Work request: Determine how many lines of the entries that follow contain "first", and respond with that number alone.

Input data:
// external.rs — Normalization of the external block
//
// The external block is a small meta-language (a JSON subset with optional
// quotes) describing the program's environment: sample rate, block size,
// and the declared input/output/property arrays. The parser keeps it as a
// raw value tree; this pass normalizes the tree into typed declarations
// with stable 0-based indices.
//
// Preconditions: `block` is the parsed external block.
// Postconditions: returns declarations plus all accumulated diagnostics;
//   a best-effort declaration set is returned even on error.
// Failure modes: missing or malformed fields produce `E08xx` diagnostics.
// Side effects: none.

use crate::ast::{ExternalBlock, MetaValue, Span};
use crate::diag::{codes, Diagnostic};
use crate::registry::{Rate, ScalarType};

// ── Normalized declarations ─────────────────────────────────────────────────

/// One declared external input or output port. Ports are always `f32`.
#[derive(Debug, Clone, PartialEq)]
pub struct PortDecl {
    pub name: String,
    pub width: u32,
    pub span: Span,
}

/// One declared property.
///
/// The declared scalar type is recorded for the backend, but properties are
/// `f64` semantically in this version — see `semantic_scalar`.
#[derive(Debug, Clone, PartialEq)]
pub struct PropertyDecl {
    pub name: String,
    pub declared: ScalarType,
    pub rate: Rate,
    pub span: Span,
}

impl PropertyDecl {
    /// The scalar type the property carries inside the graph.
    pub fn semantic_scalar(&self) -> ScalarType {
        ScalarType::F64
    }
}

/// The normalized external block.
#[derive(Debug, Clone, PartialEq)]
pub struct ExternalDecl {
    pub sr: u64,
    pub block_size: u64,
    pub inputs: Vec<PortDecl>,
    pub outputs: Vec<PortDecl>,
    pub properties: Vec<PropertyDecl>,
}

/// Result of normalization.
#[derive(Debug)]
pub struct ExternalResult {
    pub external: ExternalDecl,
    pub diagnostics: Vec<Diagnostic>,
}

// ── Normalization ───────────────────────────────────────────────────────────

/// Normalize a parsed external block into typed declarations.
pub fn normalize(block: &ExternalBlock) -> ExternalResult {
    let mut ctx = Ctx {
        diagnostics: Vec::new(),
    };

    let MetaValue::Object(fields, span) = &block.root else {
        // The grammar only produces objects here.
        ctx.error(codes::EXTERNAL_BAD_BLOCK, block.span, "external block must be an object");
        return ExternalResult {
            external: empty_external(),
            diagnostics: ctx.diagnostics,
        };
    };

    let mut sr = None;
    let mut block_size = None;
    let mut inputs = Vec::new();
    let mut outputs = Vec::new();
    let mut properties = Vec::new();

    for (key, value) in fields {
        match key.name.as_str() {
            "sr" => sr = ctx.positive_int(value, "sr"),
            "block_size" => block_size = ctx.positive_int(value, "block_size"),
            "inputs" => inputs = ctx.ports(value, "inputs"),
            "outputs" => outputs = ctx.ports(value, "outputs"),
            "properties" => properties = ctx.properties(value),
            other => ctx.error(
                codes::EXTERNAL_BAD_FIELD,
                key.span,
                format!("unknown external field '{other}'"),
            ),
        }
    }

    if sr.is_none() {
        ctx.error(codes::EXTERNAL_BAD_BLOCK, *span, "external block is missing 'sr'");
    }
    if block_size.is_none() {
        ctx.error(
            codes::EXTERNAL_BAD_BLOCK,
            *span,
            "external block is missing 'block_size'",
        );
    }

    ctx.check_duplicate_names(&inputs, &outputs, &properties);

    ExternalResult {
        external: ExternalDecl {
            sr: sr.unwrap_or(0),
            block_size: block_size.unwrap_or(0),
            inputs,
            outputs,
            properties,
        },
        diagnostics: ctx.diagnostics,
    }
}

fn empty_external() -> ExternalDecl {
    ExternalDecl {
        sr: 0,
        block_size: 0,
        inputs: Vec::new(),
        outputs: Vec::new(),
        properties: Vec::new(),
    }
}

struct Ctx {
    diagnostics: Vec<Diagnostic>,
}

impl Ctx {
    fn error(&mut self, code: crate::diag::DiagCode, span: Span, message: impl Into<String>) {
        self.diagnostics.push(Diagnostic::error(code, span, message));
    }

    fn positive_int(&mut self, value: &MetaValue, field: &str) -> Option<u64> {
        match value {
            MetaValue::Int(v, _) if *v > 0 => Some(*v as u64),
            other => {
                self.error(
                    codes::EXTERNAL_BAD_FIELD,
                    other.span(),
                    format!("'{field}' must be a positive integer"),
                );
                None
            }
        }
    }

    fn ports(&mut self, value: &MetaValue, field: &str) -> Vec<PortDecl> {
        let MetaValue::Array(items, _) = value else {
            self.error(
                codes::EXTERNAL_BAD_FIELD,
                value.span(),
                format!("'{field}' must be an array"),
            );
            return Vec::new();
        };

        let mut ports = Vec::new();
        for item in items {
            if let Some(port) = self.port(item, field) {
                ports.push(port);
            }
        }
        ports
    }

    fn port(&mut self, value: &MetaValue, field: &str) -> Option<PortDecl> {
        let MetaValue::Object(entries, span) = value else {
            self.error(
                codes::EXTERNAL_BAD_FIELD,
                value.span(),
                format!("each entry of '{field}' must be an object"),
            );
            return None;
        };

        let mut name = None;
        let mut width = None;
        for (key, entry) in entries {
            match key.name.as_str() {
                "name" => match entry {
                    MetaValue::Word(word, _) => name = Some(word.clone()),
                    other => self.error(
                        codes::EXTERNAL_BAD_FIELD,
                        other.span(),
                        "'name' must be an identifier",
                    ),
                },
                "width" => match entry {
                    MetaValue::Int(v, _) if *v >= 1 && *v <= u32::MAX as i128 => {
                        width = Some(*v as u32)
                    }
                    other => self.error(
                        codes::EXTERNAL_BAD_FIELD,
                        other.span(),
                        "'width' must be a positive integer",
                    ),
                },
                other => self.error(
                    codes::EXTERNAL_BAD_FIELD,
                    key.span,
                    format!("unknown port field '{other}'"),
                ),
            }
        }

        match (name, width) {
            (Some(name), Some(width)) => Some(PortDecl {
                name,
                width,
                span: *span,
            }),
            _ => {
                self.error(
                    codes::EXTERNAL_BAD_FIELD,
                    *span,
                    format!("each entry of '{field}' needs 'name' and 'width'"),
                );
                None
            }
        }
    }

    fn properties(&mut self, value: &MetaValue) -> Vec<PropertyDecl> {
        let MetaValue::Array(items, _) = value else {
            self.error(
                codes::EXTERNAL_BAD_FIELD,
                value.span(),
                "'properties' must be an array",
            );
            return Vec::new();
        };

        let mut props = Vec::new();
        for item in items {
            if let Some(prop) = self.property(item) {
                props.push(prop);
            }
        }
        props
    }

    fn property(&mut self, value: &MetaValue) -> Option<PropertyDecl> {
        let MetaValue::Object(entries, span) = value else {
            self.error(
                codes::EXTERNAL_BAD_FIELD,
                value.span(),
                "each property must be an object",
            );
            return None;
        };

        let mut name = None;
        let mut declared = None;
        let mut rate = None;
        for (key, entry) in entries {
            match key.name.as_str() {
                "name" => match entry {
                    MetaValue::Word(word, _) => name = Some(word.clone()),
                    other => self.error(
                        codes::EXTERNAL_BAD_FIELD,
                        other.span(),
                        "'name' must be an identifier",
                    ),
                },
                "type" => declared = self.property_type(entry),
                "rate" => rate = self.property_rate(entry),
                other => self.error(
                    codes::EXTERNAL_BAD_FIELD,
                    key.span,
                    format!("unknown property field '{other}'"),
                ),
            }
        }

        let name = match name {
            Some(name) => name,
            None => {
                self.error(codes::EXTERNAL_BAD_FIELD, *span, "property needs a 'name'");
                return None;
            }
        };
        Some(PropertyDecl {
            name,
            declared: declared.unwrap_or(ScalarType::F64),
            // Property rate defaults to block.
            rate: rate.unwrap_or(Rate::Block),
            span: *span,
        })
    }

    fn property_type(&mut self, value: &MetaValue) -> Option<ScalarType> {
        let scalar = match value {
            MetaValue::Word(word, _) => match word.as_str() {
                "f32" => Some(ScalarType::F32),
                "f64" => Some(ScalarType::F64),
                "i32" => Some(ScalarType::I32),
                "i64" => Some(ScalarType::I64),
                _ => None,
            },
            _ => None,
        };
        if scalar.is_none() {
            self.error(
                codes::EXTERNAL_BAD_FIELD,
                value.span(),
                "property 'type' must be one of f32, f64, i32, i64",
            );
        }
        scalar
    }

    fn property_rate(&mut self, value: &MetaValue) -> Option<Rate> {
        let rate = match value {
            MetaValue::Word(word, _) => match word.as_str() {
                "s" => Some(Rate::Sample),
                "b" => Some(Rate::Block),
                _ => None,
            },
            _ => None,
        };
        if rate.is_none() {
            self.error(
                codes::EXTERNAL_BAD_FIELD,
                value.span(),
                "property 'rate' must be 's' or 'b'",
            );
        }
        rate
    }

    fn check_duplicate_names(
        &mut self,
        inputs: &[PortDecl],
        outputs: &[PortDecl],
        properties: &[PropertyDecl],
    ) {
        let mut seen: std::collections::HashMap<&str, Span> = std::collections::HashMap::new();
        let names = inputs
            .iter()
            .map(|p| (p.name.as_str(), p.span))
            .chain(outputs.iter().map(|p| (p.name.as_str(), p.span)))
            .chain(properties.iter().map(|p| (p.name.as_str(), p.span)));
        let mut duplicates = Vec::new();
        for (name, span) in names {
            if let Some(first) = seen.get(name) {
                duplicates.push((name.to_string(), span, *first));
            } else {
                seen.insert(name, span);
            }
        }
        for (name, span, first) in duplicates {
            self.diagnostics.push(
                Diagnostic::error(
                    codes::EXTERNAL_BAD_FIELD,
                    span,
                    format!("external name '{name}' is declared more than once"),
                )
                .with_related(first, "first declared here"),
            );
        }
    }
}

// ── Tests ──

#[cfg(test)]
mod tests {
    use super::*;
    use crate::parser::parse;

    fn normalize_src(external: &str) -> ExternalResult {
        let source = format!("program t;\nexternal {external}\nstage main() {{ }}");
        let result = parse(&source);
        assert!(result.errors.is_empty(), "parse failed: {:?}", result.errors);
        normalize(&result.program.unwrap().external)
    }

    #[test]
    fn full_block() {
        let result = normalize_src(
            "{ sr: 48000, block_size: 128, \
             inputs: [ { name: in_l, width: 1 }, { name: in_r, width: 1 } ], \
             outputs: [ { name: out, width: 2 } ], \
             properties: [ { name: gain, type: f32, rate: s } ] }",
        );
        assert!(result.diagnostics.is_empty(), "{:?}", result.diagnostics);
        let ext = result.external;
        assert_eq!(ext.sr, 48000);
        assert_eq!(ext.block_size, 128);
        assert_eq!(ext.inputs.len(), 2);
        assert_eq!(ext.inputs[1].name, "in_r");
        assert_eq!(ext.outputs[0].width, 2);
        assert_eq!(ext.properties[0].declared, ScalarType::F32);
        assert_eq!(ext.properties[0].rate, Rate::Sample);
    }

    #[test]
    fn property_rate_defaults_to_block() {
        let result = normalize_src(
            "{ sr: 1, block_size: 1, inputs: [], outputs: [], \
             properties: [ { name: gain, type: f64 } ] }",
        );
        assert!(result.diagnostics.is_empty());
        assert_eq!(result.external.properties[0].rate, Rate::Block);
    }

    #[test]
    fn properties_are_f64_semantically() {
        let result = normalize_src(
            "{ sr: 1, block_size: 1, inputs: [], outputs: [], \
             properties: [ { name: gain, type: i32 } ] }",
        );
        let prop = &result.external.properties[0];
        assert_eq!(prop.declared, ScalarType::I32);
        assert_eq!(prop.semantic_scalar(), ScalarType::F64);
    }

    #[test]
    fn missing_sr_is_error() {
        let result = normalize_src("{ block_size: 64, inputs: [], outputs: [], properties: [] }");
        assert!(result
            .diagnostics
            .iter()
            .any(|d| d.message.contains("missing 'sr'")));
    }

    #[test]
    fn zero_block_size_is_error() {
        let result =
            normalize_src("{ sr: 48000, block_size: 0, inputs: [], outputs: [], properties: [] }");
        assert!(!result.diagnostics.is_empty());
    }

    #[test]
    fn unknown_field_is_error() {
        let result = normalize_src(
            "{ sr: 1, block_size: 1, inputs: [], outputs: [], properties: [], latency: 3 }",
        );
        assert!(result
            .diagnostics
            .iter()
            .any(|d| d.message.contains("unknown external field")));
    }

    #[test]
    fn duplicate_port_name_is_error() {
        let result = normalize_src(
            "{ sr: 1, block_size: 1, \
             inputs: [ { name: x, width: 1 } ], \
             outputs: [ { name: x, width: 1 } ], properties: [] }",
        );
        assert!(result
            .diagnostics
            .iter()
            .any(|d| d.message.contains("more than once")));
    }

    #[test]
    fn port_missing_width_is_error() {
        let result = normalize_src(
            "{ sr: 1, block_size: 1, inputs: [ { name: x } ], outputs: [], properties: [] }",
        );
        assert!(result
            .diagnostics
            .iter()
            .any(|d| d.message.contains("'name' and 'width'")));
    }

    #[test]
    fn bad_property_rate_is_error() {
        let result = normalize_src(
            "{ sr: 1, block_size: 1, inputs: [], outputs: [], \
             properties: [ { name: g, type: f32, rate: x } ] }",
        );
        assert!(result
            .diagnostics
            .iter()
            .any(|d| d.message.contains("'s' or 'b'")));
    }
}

Task answer: 4